Rather than approaching this kind of ‘general AI’, recent AI breakthroughs have come by connecting machines to large data-sets and letting them specialise on one task within a huge array of ‘situations’. While these AIs can hardly be ascribed autonomous agency, this is not to say that these tools cannot be extremely useful. The breakthroughs of the last few years have come from the release of a few highly prominent technical developments among the giants of the digital landscape. IBM Watson is already being taken in use by nurses across the world to answer difficult questions which earlier required a specialized doctor to answer. What is more, IBM Watson will be used as a principle agent for companies to adapt their ‘connection to the cloud’ in ways that single companies cannot afford to develop by themselves. Companies like IBM are selling technologies that allow these firms to go into alliances with each other, send their data through some database and over time benefit from the algorithm that is coproduced through information economies of scale.
The creature beyond the myth beyond the hype
Our culture has evolved an almost instinctive understanding of the simple principles that guide our so-called ‘smart’ devices, and public discourse has developed rapidly in the last few years in preparation for the next technological revolution. A few years ago, this was generally referred to as «Big Data», but it is now mutating into something akin to AI. The term is already useful to pick up at this stage, because the rapid spread and combined force of bots, open/monetised data (i.e. blockchains) and augmentation design (like virtual reality or interactive infographics) will, in all likelihood, usher in the next generation of the internet. (For those keeping track, our current generation is «internet 2.0,» which is characterised by sharing technologies such as YouTube and Facebook.)

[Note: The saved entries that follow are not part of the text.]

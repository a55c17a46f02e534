use std::fs;
use std::path::{Path, PathBuf};

use anyhow::{Context, Result};
use chrono_tz::Tz;
use serde::{Deserialize, Serialize};
use serde_with::{DisplayFromStr, serde_as};

/// `--config` を省略したときに読み込む設定ファイル。
pub const DEFAULT_CONFIG_PATH: &str = "evtz.toml";

#[derive(Debug, Clone, PartialEq, Deserialize, Serialize)]
pub struct Config {
    #[serde(default = "default_events_file")]
    pub events_file: PathBuf,
    #[serde(default = "default_backup_dir")]
    pub backup_dir: PathBuf,
    #[serde(default)]
    pub conversion: ConversionConfig,
}

impl Default for Config {
    fn default() -> Self {
        Self {
            events_file: default_events_file(),
            backup_dir: default_backup_dir(),
            conversion: ConversionConfig::default(),
        }
    }
}

#[serde_as]
#[derive(Debug, Clone, PartialEq, Deserialize, Serialize)]
pub struct ConversionConfig {
    /// 入力された現地時刻の IANA タイムゾーン名
    #[serde_as(as = "DisplayFromStr")]
    #[serde(default = "default_source_timezone")]
    pub source_timezone: Tz,
    /// バックアップに失敗しても確認せずに続行する
    #[serde(default)]
    pub assume_yes: bool,
}

impl Default for ConversionConfig {
    fn default() -> Self {
        Self {
            source_timezone: default_source_timezone(),
            assume_yes: false,
        }
    }
}

fn default_events_file() -> PathBuf {
    PathBuf::from("events.json")
}

fn default_backup_dir() -> PathBuf {
    PathBuf::from("backups")
}

fn default_source_timezone() -> Tz {
    chrono_tz::Europe::Berlin
}

pub fn open_config<P: AsRef<Path>>(path: P) -> Result<Config> {
    let content = fs::read_to_string(path.as_ref()).context("Failed to read configuration file")?;
    let config: Config = toml::from_str(&content).context("Failed to parse configuration file")?;
    Ok(config)
}

/// 設定を読み込む。
///
/// `path` が指定されていればそのファイルを必須とし、省略時は [`DEFAULT_CONFIG_PATH`] が
/// 存在する場合のみ読み込む。どちらも無ければ既定値を使う。
pub fn load_config(path: Option<&Path>) -> Result<Config> {
    match path {
        Some(path) => open_config(path),
        None if Path::new(DEFAULT_CONFIG_PATH).exists() => open_config(DEFAULT_CONFIG_PATH),
        None => Ok(Config::default()),
    }
}

pub fn write_default_config<P: AsRef<Path>>(path: P) -> Result<()> {
    let content =
        toml::to_string_pretty(&Config::default()).context("Failed to serialize configuration")?;
    fs::write(path.as_ref(), content).context("Failed to write configuration file")?;
    Ok(())
}
//! 読み込み、バックアップ、正規化、書き込みの一連の処理。

use std::path::PathBuf;

use chrono::NaiveDateTime;
use thiserror::Error;
use tracing::{error, info, warn};

use crate::backup::create_backup;
use crate::confirm::Confirm;
use crate::normalize::Normalizer;
use crate::report::Report;
use crate::store::{EventStore, StoreError};

#[derive(Error, Debug)]
pub enum RunError {
    #[error(transparent)]
    Store(#[from] StoreError),

    #[error("Aborted: backup failed and continuing without a backup was declined")]
    Aborted,
}

/// 1 回の実行に必要な設定。
#[derive(Debug, Clone)]
pub struct RunOptions {
    pub events_file: PathBuf,
    pub backup_dir: PathBuf,
    pub normalizer: Normalizer,
    /// バックアップファイル名に使う実行時刻
    pub started_at: NaiveDateTime,
}

/// 実行結果。
#[derive(Debug)]
pub struct RunSummary {
    pub report: Report,
    /// 作成したバックアップ（失敗して続行した場合は `None`）
    pub backup: Option<PathBuf>,
    /// ファイルを書き換えたかどうか
    pub written: bool,
}

/// イベントファイルを UTC に正規化する。
///
/// バックアップに失敗した場合は `confirm` に続行を問い合わせ、拒否されたら
/// 何も変更せずに [`RunError::Aborted`] を返す。変更が無ければファイルは書き込まない。
pub fn run(options: &RunOptions, confirm: &mut impl Confirm) -> Result<RunSummary, RunError> {
    let mut store = EventStore::load(&options.events_file)?;
    info!(
        path = ?store.path(),
        events = store.document().events.len(),
        timezone = %options.normalizer.timezone(),
        "Loaded events"
    );

    let backup = match create_backup(&options.events_file, &options.backup_dir, options.started_at)
    {
        Ok(path) => Some(path),
        Err(e) => {
            error!(error = %e, "Failed to create backup");
            if !confirm.confirm("Backup failed. Continue without a backup?") {
                warn!("Conversion aborted");
                return Err(RunError::Aborted);
            }
            warn!("Continuing without a backup");
            None
        }
    };

    let report = options.normalizer.normalize(store.document_mut());

    let written = if report.has_changes() {
        store.save()?;
        info!(
            path = ?store.path(),
            converted = report.converted,
            derived = report.derived,
            ids_updated = report.ids_updated,
            errors = report.failures.len(),
            "Saved events"
        );
        true
    } else {
        info!(errors = report.failures.len(), "No changes");
        false
    };

    Ok(RunSummary {
        report,
        backup,
        written,
    })
}

#[cfg(test)]
mod tests {
    use super::*;
    use crate::confirm::Always;
    use chrono::NaiveDate;
    use chrono_tz::Europe::Berlin;
    use std::fs;
    use tempfile::TempDir;

    fn options(dir: &TempDir) -> RunOptions {
        RunOptions {
            events_file: dir.path().join("events.json"),
            backup_dir: dir.path().join("backups"),
            normalizer: Normalizer::new(Berlin),
            started_at: NaiveDate::from_ymd_opt(2025, 7, 15)
                .unwrap()
                .and_hms_opt(12, 0, 0)
                .unwrap(),
        }
    }

    #[test]
    fn unchanged_file_is_not_rewritten() {
        let dir = TempDir::new().unwrap();
        let options = options(&dir);
        let json = r#"{"events":[{"datetime_obj":"2025-07-15T18:00:00+00:00"}]}"#;
        fs::write(&options.events_file, json).unwrap();

        let summary = run(&options, &mut Always(false)).unwrap();

        assert!(!summary.written);
        assert!(summary.backup.is_some());
        assert_eq!(fs::read_to_string(&options.events_file).unwrap(), json);
    }

    #[test]
    fn declined_confirmation_aborts_before_mutation() {
        let dir = TempDir::new().unwrap();
        let mut options = options(&dir);
        let json = r#"{"events":[{"date":"15.07.2025","time":"20:00"}]}"#;
        fs::write(&options.events_file, json).unwrap();
        let blocker = dir.path().join("blocked");
        fs::write(&blocker, "").unwrap();
        options.backup_dir = blocker;

        let mut prompts = Vec::new();
        let result = run(&options, &mut |prompt: &str| {
            prompts.push(prompt.to_string());
            false
        });

        assert!(matches!(result, Err(RunError::Aborted)));
        assert_eq!(prompts.len(), 1);
        assert_eq!(fs::read_to_string(&options.events_file).unwrap(), json);
    }

    #[test]
    fn accepted_confirmation_continues_without_backup() {
        let dir = TempDir::new().unwrap();
        let mut options = options(&dir);
        fs::write(
            &options.events_file,
            r#"{"events":[{"date":"15.07.2025","time":"20:00"}]}"#,
        )
        .unwrap();
        let blocker = dir.path().join("blocked");
        fs::write(&blocker, "").unwrap();
        options.backup_dir = blocker;

        let summary = run(&options, &mut Always(true)).unwrap();

        assert!(summary.backup.is_none());
        assert!(summary.written);
        assert_eq!(summary.report.derived, 1);
    }

    #[test]
    fn missing_events_file_is_fatal() {
        let dir = TempDir::new().unwrap();
        let options = options(&dir);

        let result = run(&options, &mut Always(true));
        assert!(matches!(
            result,
            Err(RunError::Store(StoreError::Read { .. }))
        ));
        assert!(!options.backup_dir.exists());
    }
}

The next-gen version, internet 3.0, has for some time already been envisaged by Tim Berners Lee, the inventor of the World Wide Web. He proclaims that the internet contains the ingredients to live up to its «original» vision of being a liberating «free flow of information» among all users. However, as Lee now also argues, it is becoming clear that despite the fact that it is notoriously hard to eliminate a package of information once it is dispersed throughout the system, this does not mean that all users can benefit from its existence, and thus general access to these utilities are being constrained.
The original version of the WWW was designed for the sharing of research documents among scientists working within the early stages of CERN’s Large Hadron Collider. These were very large data sets, but not Big Data, nothing like ‘humongous data’. The sheer size of the internet today means that we are evermore desperate to have the data contained in scientific articles, as well as different kinds of valuable knowledge objects, given to us directly. «Linking the data,» as Lee calls it, means giving the internet more of a unifying body in which to hold the information. This is one reason why we could think of the future of the internet as ‘semantic’ – or adapting to the question (and ultimately the situation) of the user. Everyone that can access this body could access the information. In reality, it nevertheless comes down to implementing a design standard at a level ‘deeper down’ than the web pages that we now are used to accessing. This process is a constant battle between those who work to regulate the construction of this highly dispersed object (such as the W3C who proposes the HTML standard) so as for it to live up to its potential, and those who seek to benefit from the autonomy of certain channels of access.
If 2016 was the year when our idea of artificial intelligence met with reality, it would be high time for us to move beyond the dichotomies between machine/human, and mechanical/living. Let the ‘purist’ philosophers step aside, retire the popular gimmick of the Turing Test and yield its place to distinctions between specialised and generalised technologies. Let’s not ask how easily we could get fooled by it, but let’s ask how difficult it is to split it apart and contain it.